The first coastal settlement in Brazil, São Vicente, was founded in 1532. It was the first permanent Portuguese colony to thrive in the New World. Twenty-two years later the Tibiriçá Chief and Jesuit missionaries Manuel da Nóbrega and José de Anchieta founded the village of São Paulo dos Campos de Piratininga 68 km inland from São Vicente. Their mission village was settled on a plateau between the Tamanduateí and the Anhangabaú rivers. On January 25, 1554 the village was formally founded when the priests celebrated the inaugural mass of the Jesuit school.

Santo André da Borda do Campo was a town founded in 1553 on the same plateau. In 1560, the threat of Indian attack led many colonists to flee from the exposed Santo André da Borda do Campo to the walled Pátio do Colégio in São Paulo dos Campos de Piratininga. Two years later, the Colégio was besieged. Though the Portuguese town survived, fighting took place spasmodically for another three decades.

Located just beyond the Serra do Mar cliffs, above the port city of Santos, and close to the Tietê River, the new settlement became the natural entrance from the South East coast to the vast and fertile high plateau to the West. This eventually developed as the richest Brazilian state.

The inhabitants of São Paulo dos Campos de Piratininga, called Paulistanos, were very poor. Some men started explorations, called Bandeiras, in search of precious metals and stones, runaway slaves, and to capture Amerindians to sell in the domestic slave trade. The men were known as the bandeirantes; they included allied indigenous Brazilians and spoke Língua Geral. In contrast, the priests had established their mission aimed at converting the Tupi–Guarani indigenous Brazilians to the Catholic faith. They tried to acculturate them to Portuguese ways. From the beginning of the colony, the Jesuit goal of evangelising the Amerindians was opposed by many settlers, who used enslaved Amerindians as labourers and profited also from the slave trade in Indians.

The expeditions of the bandeirantes yielded trade, slaves and metals that were important to the developing economy. The Jesuits were often at odds with them for protecting converted natives in their missions. Finally in 1640 the bandeirantes forced the expulsion of the Jesuits from the village. Not until 1653 did the reigning bandeirante Fernão Dias Paes Leme allow Jesuit priests to return.

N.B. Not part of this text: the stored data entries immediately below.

//! Script runtime management
//!
//! Wraps a QuickJS runtime attached to a shared object host. Native objects
//! are mirrored into script code as proxy objects:
//!
//! ```js
//! proxy.handle     // registry handle, 0 once invalidated
//! proxy.typeName   // SharedObject::type_name()
//! proxy.isAlive()  // pair still registered
//! proxy.release()  // script side lets go; native side is released
//! ```
//!
//! Proxies are held weakly. When the collector frees one, a
//! `FinalizationRegistry` callback reports script-side destruction.
//!
//! Native-side destruction may happen on any thread. It queues an
//! invalidation that is applied the next time this runtime is entered
//! (`pump`, `execute`, `eval`, `call_function`, `wrap`).

use crate::error::ScriptError;
use crate::ffi::ScriptHandle;
use crate::proxy::ProxyStore;
use rquickjs::{Context, Ctx, FromJs, Function, Object, Runtime};
use std::cell::RefCell;
use std::rc::{Rc, Weak};
use std::sync::Arc;
use tether_core::{Handle, Host, NativeRef, RuntimeAttachment, RuntimeId, Side};

const RELEASE_FN: &str = "__tether_release";
const FINALIZE_FN: &str = "__tether_finalize";
const IS_ALIVE_FN: &str = "__tether_is_alive";
const MAKE_PROXY_FN: &str = "__tether_make_proxy";
const INVALIDATE_FN: &str = "__tether_invalidate";

const PRELUDE: &str = r#"
(() => {
    const release = globalThis.__tether_release;
    const finalize = globalThis.__tether_finalize;
    const isAlive = globalThis.__tether_is_alive;
    const live = new Map();
    const finalizers = new FinalizationRegistry((handle) => {
        live.delete(handle);
        finalize(handle);
    });
    const forget = (proxy, handle) => {
        proxy.handle = 0;
        live.delete(handle);
        finalizers.unregister(proxy);
    };
    globalThis.__tether_make_proxy = (handle, typeName) => {
        const proxy = {
            handle,
            typeName,
            isAlive() {
                return this.handle !== 0 && isAlive(this.handle);
            },
            release() {
                if (this.handle === 0) {
                    return false;
                }
                const handle = this.handle;
                forget(this, handle);
                return release(handle);
            },
        };
        live.set(handle, new WeakRef(proxy));
        finalizers.register(proxy, handle, proxy);
        return proxy;
    };
    globalThis.__tether_invalidate = (handle) => {
        const ref = live.get(handle);
        const proxy = ref && ref.deref();
        if (proxy) {
            forget(proxy, handle);
        } else {
            live.delete(handle);
        }
    };
})();
"#;

/// Script execution context
pub struct ScriptRuntime {
    host: Arc<Host>,
    attachment: RuntimeAttachment,
    proxies: Rc<RefCell<ProxyStore>>,
    pub context: Context,
    runtime: Runtime,
}

impl ScriptRuntime {
    pub fn new(host: Arc<Host>) -> Result<Self, ScriptError> {
        let runtime = Runtime::new()?;
        let context = Context::full(&runtime)?;
        let attachment = host.attach_runtime();

        let script = Self {
            host,
            attachment,
            proxies: Rc::new(RefCell::new(ProxyStore::default())),
            context,
            runtime,
        };
        script.install_bindings()?;

        tracing::debug!(runtime = %script.id(), "script runtime created");
        Ok(script)
    }

    fn install_bindings(&self) -> Result<(), ScriptError> {
        let registry = Arc::clone(self.host.registry());
        // Weak: the store must be emptied by `Drop`, not by the engine
        // freeing these closures.
        let store = Rc::downgrade(&self.proxies);

        self.context.with(|ctx| -> Result<(), ScriptError> {
            let release =
                Function::new(ctx.clone(), self.script_side_reporter(store.clone(), "release"))?;
            let finalize =
                Function::new(ctx.clone(), self.script_side_reporter(store, "finalizer"))?;
            let is_alive = Function::new(ctx.clone(), move |raw: f64| -> bool {
                ScriptHandle(raw)
                    .to_handle()
                    .is_some_and(|handle| registry.contains(handle))
            })?;

            let globals = ctx.globals();
            globals.set(RELEASE_FN, release)?;
            globals.set(FINALIZE_FN, finalize)?;
            globals.set(IS_ALIVE_FN, is_alive)?;
            ctx.eval::<(), _>(PRELUDE).map_err(|err| describe(&ctx, err))?;
            Ok(())
        })
    }

    /// Binding that reports script-side destruction of a proxy this runtime
    /// owns. Handles owned by other runtimes, or already gone, are ignored.
    fn script_side_reporter(
        &self,
        store: Weak<RefCell<ProxyStore>>,
        source: &'static str,
    ) -> impl Fn(f64) -> bool + 'static {
        let host = Arc::clone(&self.host);
        let runtime = self.id();
        move |raw: f64| -> bool {
            let Some(handle) = ScriptHandle(raw).to_handle() else {
                return false;
            };
            let owned = store
                .upgrade()
                .is_some_and(|store| store.borrow_mut().remove(handle));
            if !owned {
                tracing::debug!(%handle, %runtime, source, "proxy not owned by this runtime");
                return false;
            }
            host.on_side_destroyed(handle, Side::Script)
        }
    }

    pub fn id(&self) -> RuntimeId {
        self.attachment.id()
    }

    /// Number of proxies this runtime still owns.
    pub fn live_proxies(&self) -> usize {
        self.proxies.borrow().len()
    }

    pub fn has_proxy(&self, handle: Handle) -> bool {
        self.proxies.borrow().contains(handle)
    }

    /// Register `native` and create its proxy. Unless script code gets hold
    /// of the proxy, the next collection finalizes it and releases `native`.
    pub fn wrap(&self, native: NativeRef) -> Result<Handle, ScriptError> {
        self.create_proxy(native, None)
    }

    /// Register `native` and expose its proxy as the global `name`.
    pub fn wrap_global(&self, name: &str, native: NativeRef) -> Result<Handle, ScriptError> {
        self.create_proxy(native, Some(name))
    }

    fn create_proxy(&self, native: NativeRef, global: Option<&str>) -> Result<Handle, ScriptError> {
        self.pump()?;

        let type_name = native.type_name();
        let handle = self.host.register(native, self.id())?;
        self.proxies.borrow_mut().insert(handle);

        let created = self.context.with(|ctx| -> Result<(), ScriptError> {
            let script_handle =
                ScriptHandle::try_from(handle).map_err(ScriptError::HandleNotRepresentable)?;
            let make: Function = ctx.globals().get(MAKE_PROXY_FN)?;
            let proxy: Object = make
                .call((script_handle.0, type_name))
                .map_err(|err| describe(&ctx, err))?;
            if let Some(name) = global {
                ctx.globals().set(name, proxy)?;
            }
            Ok(())
        });

        if let Err(err) = created {
            // Caller still owns the native object; only forget the pair
            self.proxies.borrow_mut().remove(handle);
            self.host.release(handle);
            return Err(err);
        }

        tracing::trace!(%handle, type_name, runtime = %self.id(), "proxy created");
        Ok(handle)
    }

    /// Run pending finalizers, then apply invalidations queued by
    /// native-side destruction. Returns the number of proxies invalidated.
    pub fn pump(&self) -> Result<usize, ScriptError> {
        self.run_pending_jobs()?;

        let pending = self.attachment.queue().take_all();
        if pending.is_empty() {
            return Ok(0);
        }

        let owned: Vec<Handle> = {
            let mut store = self.proxies.borrow_mut();
            pending
                .into_iter()
                .filter(|handle| store.remove(*handle))
                .collect()
        };
        let count = owned.len();

        self.context.with(|ctx| -> Result<(), ScriptError> {
            let invalidate: Function = ctx.globals().get(INVALIDATE_FN)?;
            for handle in owned {
                let script_handle =
                    ScriptHandle::try_from(handle).map_err(ScriptError::HandleNotRepresentable)?;
                invalidate
                    .call::<_, ()>((script_handle.0,))
                    .map_err(|err| describe(&ctx, err))?;
            }
            Ok(())
        })?;

        tracing::debug!(runtime = %self.id(), invalidated = count, "applied proxy invalidations");
        Ok(count)
    }

    /// Force a collection and report every proxy it finalized.
    pub fn collect_garbage(&self) -> Result<usize, ScriptError> {
        let before = self.live_proxies();
        self.runtime.run_gc();
        self.pump()?;
        Ok(before.saturating_sub(self.live_proxies()))
    }

    fn run_pending_jobs(&self) -> Result<(), ScriptError> {
        while self.runtime.is_job_pending() {
            if self.runtime.execute_pending_job().is_err() {
                return Err(ScriptError::Job(self.id()));
            }
        }
        Ok(())
    }

    pub fn execute(&self, source: &str) -> Result<(), ScriptError> {
        self.eval::<()>(source)
    }

    /// Evaluate `source` and convert the completion value.
    pub fn eval<T>(&self, source: &str) -> Result<T, ScriptError>
    where
        T: for<'js> FromJs<'js>,
    {
        self.pump()?;
        self.context
            .with(|ctx| ctx.eval::<T, _>(source).map_err(|err| describe(&ctx, err)))
    }

    /// Call a JavaScript function by name with no arguments.
    pub fn call_function(&self, name: &str) -> Result<(), ScriptError> {
        self.pump()?;
        self.context.with(|ctx| -> Result<(), ScriptError> {
            let func: Function = ctx.globals().get(name)?;
            func.call::<_, ()>(()).map_err(|err| describe(&ctx, err))?;
            Ok(())
        })
    }
}

impl Drop for ScriptRuntime {
    fn drop(&mut self) {
        // The engine is going away, which finalizes every proxy it still
        // owns. Finalizer jobs queued from here on are never run.
        let store = std::mem::take(&mut *self.proxies.borrow_mut());
        let mut released = 0;
        for handle in store.handles() {
            if self.host.on_side_destroyed(handle, Side::Script) {
                released += 1;
            }
        }

        let pending = self.host.detach_runtime(self.id());
        tracing::debug!(
            runtime = %self.id(),
            released,
            discarded = pending.len(),
            "script runtime dropped"
        );
    }
}

/// Turn a pending exception into a readable error.
fn describe(ctx: &Ctx<'_>, err: rquickjs::Error) -> ScriptError {
    if !matches!(err, rquickjs::Error::Exception) {
        return ScriptError::Js(err);
    }
    let caught = ctx.catch();
    let message = caught
        .as_exception()
        .and_then(|exception| exception.message())
        .or_else(|| caught.as_string().and_then(|s| s.to_string().ok()))
        .unwrap_or_else(|| "non-error value thrown".to_string());
    ScriptError::Exception { message }
}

São Paulo officially became a city in 1711.

==Campos de Piratininga==
The Campos de Piratininga (Fields of Piratininga in Portuguese) is the relatively flat plains territory at the top of the Serra do Mar just off the cities of Santos and São Vicente in the Brazilian state of São Paulo.

Other cities there are São Bernardo da Borda do Campo, Santo André da Borda do Campo and the rest of the Greater São Paulo. The limit of the Campos de Piratininga on the 700 meters-high coastal wall of the Serra do Mar is called Borda do Campo, or the Border of the Field.